10. Meningkatkan Pengamanan Darah Donor dan Produk Darah Lain Kegiatan-kegiatan
untuk meningkatkan pengamanan darah donor dan produk darah lain termasuk
peningkatan kapasitas petugas UTD dalam melakukan dan melaporkan hasil uji
saring serta merujuk pendonor yang reaktif HIV dari UTD ke layanan HIV, dan
pembentukan jejaring UTD dengan layanan rujukan di setiap Kota/Kabupaten.

11. Penguatan Sistem Pembiayaan Program


Pembiayaan untuk pengendalian HIV AIDS dan IMS akan melalui 2 skema yaitu
pembiayaan Program melalui APBN dan APBD dan yang kedua melalui Badan
Penyelenggara Jaminan Sosial bidang Kesehatan (BPJS Kesehatan).
Penguatan sistem pembiayaan untuk pengendalian HIV AIDS dan IMS untuk
menghambat laju epidemi HIV akan dilakukan secara sistematis dan terstruktur,
dengan kegiatan-kegaitan yang mencakup: kolaborasi denganBPJS, penyebaran
informasi kepersertaan dan pemanfaatan JKN, dan lain - lain.

12. Penguatan Manajemen Program


Program nasional pengendalian HIV AIDS dan IMS memerlukan kapasitas penge-
lolaan program yang kuat dan terstruktur baik, yang bekerja secara sistematis
dengan standar kemampuan yang memenuhi syarat. Penguatan manajemen program
HIV AIDS dan IMS, dilakukan antara lain dengan menyusun perencanaan dan
penganggaran jangka menengah (lima tahunan) program pengendalian HIV AIDS
dan IMS, kajian paruh waktu pelaksanaan program 5 tahun dan melakukan
penyesuaian apabila dipandang perlu,kajian, pengembangan atau pemutakhiran
pedoman, kebijakan dan tatalaksana terkait HIV AIDS dan IMS dan lain – lain.
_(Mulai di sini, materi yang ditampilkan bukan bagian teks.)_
//! Configuration types for iocscope.
//!
//! Loaded from `~/.config/iocscope/config.toml`. Every section falls back
//! to defaults for missing fields, so an empty file is a valid config.
//! API keys may also come from the environment, which wins over the file.

use std::fmt;
use std::path::{Path, PathBuf};
use std::time::Duration;

use ioc_intel::AnalysisConfig;
use serde::{Deserialize, Serialize};

use crate::error::{Result, ScopeError};

/// Environment variables holding provider API keys.
pub const API_KEY_VARS: [(&str, &str); 4] = [
    ("virustotal", "VIRUSTOTAL_API_KEY"),
    ("abuseipdb", "ABUSEIPDB_API_KEY"),
    ("otx", "OTX_API_KEY"),
    ("urlscan", "URLSCAN_API_KEY"),
];

/// Top-level configuration.
#[derive(Debug, Clone, Default, Serialize, Deserialize)]
#[serde(default)]
pub struct ScopeConfig {
    /// Fusion weights, scoring knobs and verdict thresholds.
    pub analysis: AnalysisConfig,
    pub providers: ProvidersConfig,
    pub cache: CacheConfig,
    pub batch: BatchConfig,
}

/// Built-in provider settings.
#[derive(Debug, Clone, Serialize, Deserialize)]
#[serde(default)]
pub struct ProvidersConfig {
    /// Lookup timeout for providers that do not set their own.
    pub timeout_seconds: u64,
    pub virustotal: ProviderSettings,
    pub abuseipdb: ProviderSettings,
    pub otx: ProviderSettings,
    pub urlscan: ProviderSettings,
}

impl Default for ProvidersConfig {
    fn default() -> Self {
        Self {
            timeout_seconds: ioc_intel::config::DEFAULT_TIMEOUT_SECONDS,
            virustotal: ProviderSettings::default(),
            abuseipdb: ProviderSettings::default(),
            otx: ProviderSettings::default(),
            urlscan: ProviderSettings::default(),
        }
    }
}

impl ProvidersConfig {
    /// Settings by provider name, in a fixed order.
    pub fn iter(&self) -> impl Iterator<Item = (&'static str, &ProviderSettings)> {
        [
            ("virustotal", &self.virustotal),
            ("abuseipdb", &self.abuseipdb),
            ("otx", &self.otx),
            ("urlscan", &self.urlscan),
        ]
        .into_iter()
    }

    fn get_mut(&mut self, name: &str) -> Option<&mut ProviderSettings> {
        match name {
            "virustotal" => Some(&mut self.virustotal),
            "abuseipdb" => Some(&mut self.abuseipdb),
            "otx" => Some(&mut self.otx),
            "urlscan" => Some(&mut self.urlscan),
            _ => None,
        }
    }
}

/// Settings for one built-in provider.
#[derive(Clone, Serialize, Deserialize)]
#[serde(default)]
pub struct ProviderSettings {
    /// Disabled providers are never registered.
    pub enabled: bool,
    #[serde(skip_serializing_if = "Option::is_none")]
    pub api_key: Option<String>,
    /// Override of the provider's public API endpoint.
    #[serde(skip_serializing_if = "Option::is_none")]
    pub base_url: Option<String>,
    /// Per-provider timeout; falls back to `providers.timeout_seconds`.
    #[serde(skip_serializing_if = "Option::is_none")]
    pub timeout_seconds: Option<u64>,
}

impl Default for ProviderSettings {
    fn default() -> Self {
        Self {
            enabled: true,
            api_key: None,
            base_url: None,
            timeout_seconds: None,
        }
    }
}

impl ProviderSettings {
    /// Effective lookup timeout.
    pub fn timeout(&self, default_seconds: u64) -> Duration {
        Duration::from_secs(self.timeout_seconds.unwrap_or(default_seconds))
    }
}

// API keys stay out of debug output.
impl fmt::Debug for ProviderSettings {
    fn fmt(&self, f: &mut fmt::Formatter<'_>) -> fmt::Result {
        f.debug_struct("ProviderSettings")
            .field("enabled", &self.enabled)
            .field("api_key", &self.api_key.as_ref().map(|_| "<redacted>"))
            .field("base_url", &self.base_url)
            .field("timeout_seconds", &self.timeout_seconds)
            .finish()
    }
}

/// Verdict cache configuration.
#[derive(Debug, Clone, Serialize, Deserialize)]
#[serde(default)]
pub struct CacheConfig {
    pub enabled: bool,
    /// How long a report stays fresh.
    pub ttl_seconds: u64,
    pub max_entries: u64,
}

impl Default for CacheConfig {
    fn default() -> Self {
        Self {
            enabled: true,
            ttl_seconds: 3600,
            max_entries: 1000,
        }
    }
}

/// Batch analysis limits.
#[derive(Debug, Clone, Serialize, Deserialize)]
#[serde(default)]
pub struct BatchConfig {
    /// Largest accepted batch.
    pub max_indicators: usize,
    /// Indicators analyzed at the same time.
    pub concurrency: usize,
}

impl Default for BatchConfig {
    fn default() -> Self {
        Self {
            max_indicators: 100,
            concurrency: 4,
        }
    }
}

impl ScopeConfig {
    /// Load configuration from a TOML file, falling back to defaults for missing fields.
    ///
    /// # Errors
    ///
    /// Returns an error if the file cannot be read or parsed.
    pub fn from_file(path: &Path) -> Result<Self> {
        let content = std::fs::read_to_string(path)?;
        toml::from_str(&content).map_err(|e| ScopeError::Config(e.to_string()))
    }

    /// Save configuration to a TOML file, creating parent directories as needed.
    ///
    /// # Errors
    ///
    /// Returns an error if the file cannot be written or the config cannot be serialized.
    pub fn save_to_file(&self, path: &Path) -> Result<()> {
        if let Some(parent) = path.parent() {
            std::fs::create_dir_all(parent)?;
        }
        let content =
            toml::to_string_pretty(self).map_err(|e| ScopeError::Config(e.to_string()))?;
        std::fs::write(path, content)?;
        Ok(())
    }

    /// Returns the default config file path: `~/.config/iocscope/config.toml`.
    pub fn default_config_path() -> PathBuf {
        if let Some(config) = std::env::var_os("XDG_CONFIG_HOME") {
            PathBuf::from(config).join("iocscope").join("config.toml")
        } else if let Some(home) = std::env::var_os("HOME") {
            PathBuf::from(home)
                .join(".config")
                .join("iocscope")
                .join("config.toml")
        } else {
            PathBuf::from("/tmp/iocscope-config/config.toml")
        }
    }

    /// Resolve the configuration the CLI runs with.
    ///
    /// An explicit path must exist. Otherwise the default path is used when
    /// present, and built-in defaults when not. Environment keys are applied last.
    ///
    /// # Errors
    ///
    /// Returns an error if a config file exists but cannot be loaded.
    pub fn load(explicit: Option<&Path>) -> Result<Self> {
        let mut config = match explicit {
            Some(path) => Self::from_file(path)?,
            None => {
                let path = Self::default_config_path();
                if path.exists() {
                    Self::from_file(&path)?
                } else {
                    tracing::debug!("no config file found, using defaults");
                    Self::default()
                }
            }
        };
        config.apply_env_overrides();
        Ok(config)
    }

    /// Apply API keys from the process environment.
    pub fn apply_env_overrides(&mut self) {
        self.apply_env_overrides_with(|var| std::env::var(var).ok());
    }

    /// Apply API keys from `lookup`, which maps a variable name to its value.
    ///
    /// Blank values are ignored so an empty export does not erase a key
    /// from the file.
    pub fn apply_env_overrides_with<F>(&mut self, lookup: F)
    where
        F: Fn(&str) -> Option<String>,
    {
        for (provider, var) in API_KEY_VARS {
            let Some(value) = lookup(var).filter(|v| !v.trim().is_empty()) else {
                continue;
            };
            if let Some(settings) = self.providers.get_mut(provider) {
                tracing::debug!(provider, var, "API key taken from environment");
                settings.api_key = Some(value);
            }
        }
    }

    /// Validates this configuration, returning an error if any field is invalid.
    ///
    /// # Errors
    ///
    /// Returns [`ScopeError::Config`] for invalid settings, or
    /// [`ScopeError::Intel`] when the analysis section is rejected.
    pub fn validate(&self) -> Result<()> {
        self.analysis.validate()?;

        if self.providers.timeout_seconds == 0 {
            return Err(ScopeError::Config(
                "providers.timeout_seconds must be greater than 0".into(),
            ));
        }
        for (name, settings) in self.providers.iter() {
            if settings.timeout_seconds == Some(0) {
                return Err(ScopeError::Config(format!(
                    "providers.{name}.timeout_seconds must be greater than 0"
                )));
            }
            if settings.base_url.as_deref().is_some_and(|url| url.trim().is_empty()) {
                return Err(ScopeError::Config(format!(
                    "providers.{name}.base_url must not be empty"
                )));
            }
        }
        if self.cache.enabled && (self.cache.ttl_seconds == 0 || self.cache.max_entries == 0) {
            return Err(ScopeError::Config(
                "cache.ttl_seconds and cache.max_entries must be greater than 0".into(),
            ));
        }
        if self.batch.max_indicators == 0 {
            return Err(ScopeError::Config(
                "batch.max_indicators must be greater than 0".into(),
            ));
        }
        if self.batch.concurrency == 0 {
            return Err(ScopeError::Config(
                "batch.concurrency must be greater than 0".into(),
            ));
        }
        Ok(())
    }
}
13. Pengembangan Sumber Daya Manusia


Kegiatan di dalam pengembangan sumber daya manusia termasuk: menyusun
rancangan pengembangan SDM pengelola program dan layanan HIV AIDS dan IMS
perbaikan sistem pengelolaan logistik program HIV AIDS dan IMS, membentuk
sistem pelatihan dan melatih Pelatih, Mentor dan Supervisor untuk melaksanakan
peningkatan kapasitas secara berjenjang, supervisi berjenjang dan bimbingan di
lapangan serta kerja praktik/magang, dll.

14. Penguatan Sistem Informasi Strategis dan Monitoring dan Evaluasi


Penguatan dan peningkatan sistem informasi strategis, monitoring dan evaluasi,
sesuai dengan rencana pengembangan dan peningkatan program pengendalian HIV
AIDS dan IMS dilakukan antara lain denganpengembangan pedoman nasional
Surveilans HIV Generasi Kedua, pedoman dan modul pelatihan monitoring dan
evaluasi sesuai dengan perkembangan pengetahuan dan teknologi, pemetaan
populasi kunci, pelaksanaan surveilans sentinel HIV dan Sifilis, pelaksanaan
surveilans terpadu biologis dan perilaku pada populasi kunci dan populasi umum di
area terpilih, pelaksanaan surveilans resistensi obat ARV, pengembangan aplikasi
SIHA (sistem informasi HIV DAN AIDS dan IMS).

15. Penguatan Tata Kelola Logistik program HIV AIDS dan IMS
Kegiatannya mencakup penyusunan pedoman sistem pengelolaan logistik program
HIV AIDS dan IMS, memperluas desentralisasi logistik ke seluruh provinsi,
kabupaten/kota dan fasyankes, pengadaan dan pemeliharaan alat diagnostik seperti:
alat hitung CD4 dan viral load, reagen diagnostik, dan obat.

16. Memperkuat Jejaring Kerja dan Meningkatkan Partisipasi Masyarakat


Kegiatannya mencakup koordinasi melalui forum kemitraan lintas sektor di semua
tingkat pemerintahan, mendorong peran serta komunitas dan LSM dalam advokasi
untuk memperoleh dukungan sumber daya lokal, dan lain – lain.